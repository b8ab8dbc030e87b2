//! Per-IP rate limiting against the request log.

use chrono::{DateTime, Utc};
use ipweather_core::{window_start, RateLimitConfig};
use ipweather_store::{RecordStore, StoreClient, StoreResult};
use std::time::Duration;

/// Counts an IP's logged requests in a trailing window.
///
/// The check reads the log only and keeps no counter of its own, so
/// concurrent requests from one IP can overshoot the limit slightly.
#[derive(Debug, Clone)]
pub struct RateLimiter {
    window: Duration,
    max_requests: u64,
}

impl RateLimiter {
    pub fn new(config: &RateLimitConfig) -> Self {
        Self {
            window: config.window(),
            max_requests: config.max_requests,
        }
    }

    /// True when `ip` already has `max_requests` or more entries after `now - window`.
    pub async fn is_rate_limited<S: RecordStore + 'static>(
        &self,
        store: &StoreClient<S>,
        ip: &str,
        now: DateTime<Utc>,
    ) -> StoreResult<bool> {
        let since = window_start(now, self.window);
        let count = store.count_recent_logs(ip, since).await?;
        if count >= self.max_requests {
            tracing::info!(
                "Rate limit hit for {}: {} requests in the last {}s",
                ip,
                count,
                self.window.as_secs()
            );
            return Ok(true);
        }
        Ok(false)
    }
}
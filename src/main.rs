use std::path::PathBuf;

use anyhow::Result;
use clap::Parser;
use ipweather_core::Config;

/// IP geolocation weather service.
#[derive(Parser)]
#[command(name = "ipweather")]
#[command(version)]
#[command(about = "Serves current weather for the caller's IP address")]
struct Args {
    /// Path to configuration file.
    #[arg(short, long)]
    config: Option<PathBuf>,
}

#[tokio::main]
async fn main() -> Result<()> {
    let args = Args::parse();

    // Initialize logging
    ipweather_core::init()?;

    let (config, _) = Config::load_validated(args.config.as_deref())?;

    tracing::info!(
        "IpWeather starting: limit {} per {}s, cache {}s",
        config.rate_limit.max_requests,
        config.rate_limit.window_secs,
        config.cache.duration_secs
    );

    ipweather_service::run(&config).await
}
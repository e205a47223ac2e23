//! # Membership Snapshot Loader
//!
//! Reads every cohort once at the start of a cycle close and freezes it.
//! Ranking, transitions and commits all work from this snapshot, so XP
//! awards landing mid-run cannot reshuffle ranks.
//!
//! ## Guarantees
//!
//! - Each tier's cohort is loaded exactly once and sorted once:
//!   `period_score` descending, ties broken by `user_id` ascending.
//! - A member appears in at most one cohort. Records reported under a tier
//!   they no longer belong to, or seen twice, are dropped.
//! - Records already advanced past the closing cycle are counted as
//!   `already_closed` and never written again. When they were advanced by
//!   this close they rejoin the cohort they closed in, with the score they
//!   closed with, as settled members. A retried close therefore ranks the
//!   remaining members exactly as the first attempt did.
//! - A cohort that fails to load is reported member-by-member when the store
//!   can still list its ids, and as a single cohort failure otherwise.
//!   Settled members of a neighbouring tier may be hiding in it, so cohorts
//!   next to it on the ladder are deferred to a later run.

use std::collections::{BTreeMap, BTreeSet, HashSet};

use chrono::{DateTime, Utc};
use futures::stream::{self, StreamExt};
use serde::{Deserialize, Serialize};
use tracing::{debug, info, warn};

use crate::failure::{CycleFailure, FailureStage};
use crate::ladder::TierLadder;
use crate::store::MembershipStore;
use tradequest_types::{CycleAnchor, MembershipRecord, TierName, UserId};

/// Default number of cohorts loaded concurrently
pub const DEFAULT_LOAD_CONCURRENCY: usize = 4;

// ============================================================================
// Cohort
// ============================================================================

/// Members sharing one tier at snapshot time, in rank order
#[derive(Debug, Clone, PartialEq, Eq, Serialize, Deserialize)]
pub struct Cohort {
    pub tier: TierName,
    members: Vec<MembershipRecord>,
    /// Members whose result for this close is already stored
    #[serde(default)]
    settled: BTreeSet<UserId>,
}

impl Cohort {
    /// Build a cohort, sorting members into rank order
    pub fn new(tier: TierName, members: Vec<MembershipRecord>) -> Self {
        Self::with_settled(tier, members, Vec::new())
    }

    /// Build a cohort that also holds settled members. Settled records must
    /// carry the tier and score they closed the cycle with; they take part in
    /// ranking but are not planned again.
    pub fn with_settled(tier: TierName, pending: Vec<MembershipRecord>, settled: Vec<MembershipRecord>) -> Self {
        let settled_ids = settled.iter().map(|m| m.user_id).collect();
        let mut members = pending;
        members.extend(settled);
        sort_by_rank(&mut members);
        Self {
            tier,
            members,
            settled: settled_ids,
        }
    }

    /// Members in rank order (index 0 = rank 1)
    pub fn members(&self) -> &[MembershipRecord] {
        &self.members
    }

    /// Members paired with their 1-based rank
    pub fn ranked(&self) -> impl Iterator<Item = (usize, &MembershipRecord)> {
        self.members.iter().enumerate().map(|(i, m)| (i + 1, m))
    }

    pub fn is_settled(&self, user_id: &UserId) -> bool {
        self.settled.contains(user_id)
    }

    /// Members this close still has to write
    pub fn pending_len(&self) -> usize {
        self.members.len() - self.settled.len()
    }

    /// Full cohort size, settled members included
    pub fn len(&self) -> usize {
        self.members.len()
    }

    pub fn is_empty(&self) -> bool {
        self.members.is_empty()
    }
}

/// Sort records by `period_score` descending, then `user_id` ascending
pub fn sort_by_rank(members: &mut [MembershipRecord]) {
    members.sort_by(|a, b| {
        b.period_score
            .cmp(&a.period_score)
            .then_with(|| a.user_id.cmp(&b.user_id))
    });
}

/// Order tier names by ladder position; names the ladder does not know come
/// last, alphabetically. Duplicates are removed.
pub fn order_tiers(ladder: &TierLadder, tiers: Vec<TierName>) -> Vec<TierName> {
    let present: BTreeSet<TierName> = tiers.into_iter().collect();
    let mut known: Vec<(usize, TierName)> = Vec::new();
    let mut unknown: Vec<TierName> = Vec::new();

    for tier in present {
        match ladder.index_of(&tier) {
            Some(i) => known.push((i, tier)),
            None => unknown.push(tier),
        }
    }

    known.sort_by_key(|(i, _)| *i);
    known.into_iter().map(|(_, t)| t).chain(unknown).collect()
}

/// The record as it stood when `closing_cycle` closed, if this close is the
/// one that advanced it
pub fn settled_view(record: &MembershipRecord, closing_cycle: CycleAnchor) -> Option<MembershipRecord> {
    if closing_cycle.next().ok() != Some(record.cycle) {
        return None;
    }
    let tier = record.last_cycle_tier.clone()?;
    let score = record.last_cycle_score?;

    let mut view = record.clone();
    view.tier = tier;
    view.period_score = score;
    view.cycle = closing_cycle;
    Some(view)
}

// ============================================================================
// Snapshot
// ============================================================================

/// Frozen view of every cohort at the start of a cycle close
#[derive(Debug, Clone, Serialize, Deserialize)]
pub struct Snapshot {
    /// Cycle being closed
    pub closing_cycle: CycleAnchor,
    /// Cohorts in ladder order
    pub cohorts: Vec<Cohort>,
    /// Cohorts (or the tier listing) that could not be read
    pub failures: Vec<CycleFailure>,
    /// Records skipped because they were already advanced past `closing_cycle`
    pub already_closed: usize,
    pub taken_at: DateTime<Utc>,
}

impl Snapshot {
    /// Members this close still has to write, across all cohorts
    pub fn member_count(&self) -> usize {
        self.cohorts.iter().map(Cohort::pending_len).sum()
    }

    /// Cohort for a tier, if it was loaded
    pub fn cohort(&self, tier: &TierName) -> Option<&Cohort> {
        self.cohorts.iter().find(|c| &c.tier == tier)
    }
}

/// Records of one successfully read tier, split by role
#[derive(Default)]
struct Admitted {
    pending: Vec<MembershipRecord>,
    settled: Vec<MembershipRecord>,
}

/// Loads a [`Snapshot`] from a membership store
pub struct SnapshotLoader<'a> {
    store: &'a dyn MembershipStore,
    ladder: &'a TierLadder,
    concurrency: usize,
}

impl<'a> SnapshotLoader<'a> {
    pub fn new(store: &'a dyn MembershipStore, ladder: &'a TierLadder) -> Self {
        Self {
            store,
            ladder,
            concurrency: DEFAULT_LOAD_CONCURRENCY,
        }
    }

    /// Limit how many cohorts are read at once
    pub fn with_concurrency(mut self, concurrency: usize) -> Self {
        self.concurrency = concurrency.max(1);
        self
    }

    /// Read every cohort for the close of `closing_cycle`
    pub async fn load(&self, closing_cycle: CycleAnchor) -> Snapshot {
        let mut snapshot = Snapshot {
            closing_cycle,
            cohorts: Vec::new(),
            failures: Vec::new(),
            already_closed: 0,
            taken_at: Utc::now(),
        };

        let tiers = match self.store.list_distinct_tiers().await {
            Ok(tiers) => order_tiers(self.ladder, tiers),
            Err(e) => {
                warn!(error = %e, "Failed to list league tiers; nothing to close");
                snapshot.failures.push(CycleFailure::run(FailureStage::ListTiers, e.to_string()));
                return snapshot;
            }
        };

        // Reads run concurrently; `buffered` keeps results in ladder order so
        // that the de-duplication below is deterministic.
        let loads: Vec<_> = stream::iter(tiers)
            .map(|tier| async move {
                let result = self.store.load_cohort(&tier).await;
                (tier, result)
            })
            .buffered(self.concurrency)
            .collect()
            .await;

        let mut seen = HashSet::new();
        let mut pending: Vec<(TierName, Vec<MembershipRecord>)> = Vec::new();
        let mut settled: BTreeMap<TierName, Vec<MembershipRecord>> = BTreeMap::new();
        let mut unreadable: BTreeSet<TierName> = BTreeSet::new();

        for (tier, result) in loads {
            match result {
                Ok(records) => {
                    let admitted = self.admit(&tier, records, closing_cycle, &mut seen, &mut snapshot.already_closed);
                    debug!(
                        tier = %tier,
                        pending = admitted.pending.len(),
                        settled_elsewhere = admitted.settled.len(),
                        "Loaded cohort"
                    );
                    for record in admitted.settled {
                        settled.entry(record.tier.clone()).or_default().push(record);
                    }
                    if !admitted.pending.is_empty() {
                        pending.push((tier, admitted.pending));
                    }
                }
                Err(e) => {
                    warn!(tier = %tier, error = %e, "Failed to load cohort; skipping tier this run");
                    let reason = format!("cohort load failed: {}", e);
                    match self.store.cohort_member_ids(&tier).await {
                        Ok(ids) => {
                            for user_id in ids.into_iter().filter(|id| seen.insert(*id)) {
                                snapshot.failures.push(CycleFailure::member(
                                    user_id,
                                    tier.clone(),
                                    FailureStage::LoadCohort,
                                    reason.clone(),
                                ));
                            }
                        }
                        Err(list_err) => {
                            warn!(tier = %tier, error = %list_err, "Could not list members of failed cohort");
                            snapshot.failures.push(CycleFailure::cohort(
                                tier.clone(),
                                FailureStage::LoadCohort,
                                format!("{}; member listing failed: {}", reason, list_err),
                            ));
                        }
                    }
                    unreadable.insert(tier);
                }
            }
        }

        for (tier, members) in pending {
            if let Some(blocker) = self.unreadable_neighbour(&tier, &unreadable) {
                warn!(tier = %tier, neighbour = %blocker, "Neighbouring tier unreadable; deferring cohort");
                let reason = format!("neighbouring tier {} could not be read", blocker);
                snapshot.failures.extend(members.iter().map(|m| {
                    CycleFailure::member(m.user_id, tier.clone(), FailureStage::LoadCohort, reason.clone())
                }));
                continue;
            }

            let closed = settled.remove(&tier).unwrap_or_default();
            if !closed.is_empty() {
                info!(tier = %tier, pending = members.len(), settled = closed.len(), "Resuming partially closed cohort");
            }
            snapshot.cohorts.push(Cohort::with_settled(tier, members, closed));
        }

        info!(
            cycle = %closing_cycle,
            cohorts = snapshot.cohorts.len(),
            members = snapshot.member_count(),
            already_closed = snapshot.already_closed,
            load_failures = snapshot.failures.len(),
            "League snapshot taken"
        );

        snapshot
    }

    /// Sort one cohort's raw records into members this close owns and
    /// members it already settled
    fn admit(
        &self,
        tier: &TierName,
        records: Vec<MembershipRecord>,
        closing_cycle: CycleAnchor,
        seen: &mut HashSet<UserId>,
        already_closed: &mut usize,
    ) -> Admitted {
        let mut admitted = Admitted::default();

        for record in records {
            if &record.tier != tier {
                warn!(user_id = %record.user_id, requested = %tier, actual = %record.tier, "Record moved tiers during load; dropped from cohort");
                continue;
            }
            if !seen.insert(record.user_id) {
                warn!(user_id = %record.user_id, tier = %tier, "Member already seen in another cohort; dropped");
                continue;
            }
            if record.cycle.id > closing_cycle.id {
                *already_closed += 1;
                if let Some(view) = settled_view(&record, closing_cycle) {
                    admitted.settled.push(view);
                }
                continue;
            }
            admitted.pending.push(record);
        }

        admitted
    }

    /// A ladder neighbour of `tier` whose cohort could not be read
    fn unreadable_neighbour<'t>(&self, tier: &TierName, unreadable: &'t BTreeSet<TierName>) -> Option<&'t TierName> {
        [self.ladder.previous_tier(tier), self.ladder.next_tier(tier)]
            .into_iter()
            .flatten()
            .find_map(|n| unreadable.get(n))
    }
}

- About this task
Using the listing above, list every line in which the string "PathBuf" occurs.

- Solution to the exercise
use std::path::PathBuf;
    config: Option<PathBuf>,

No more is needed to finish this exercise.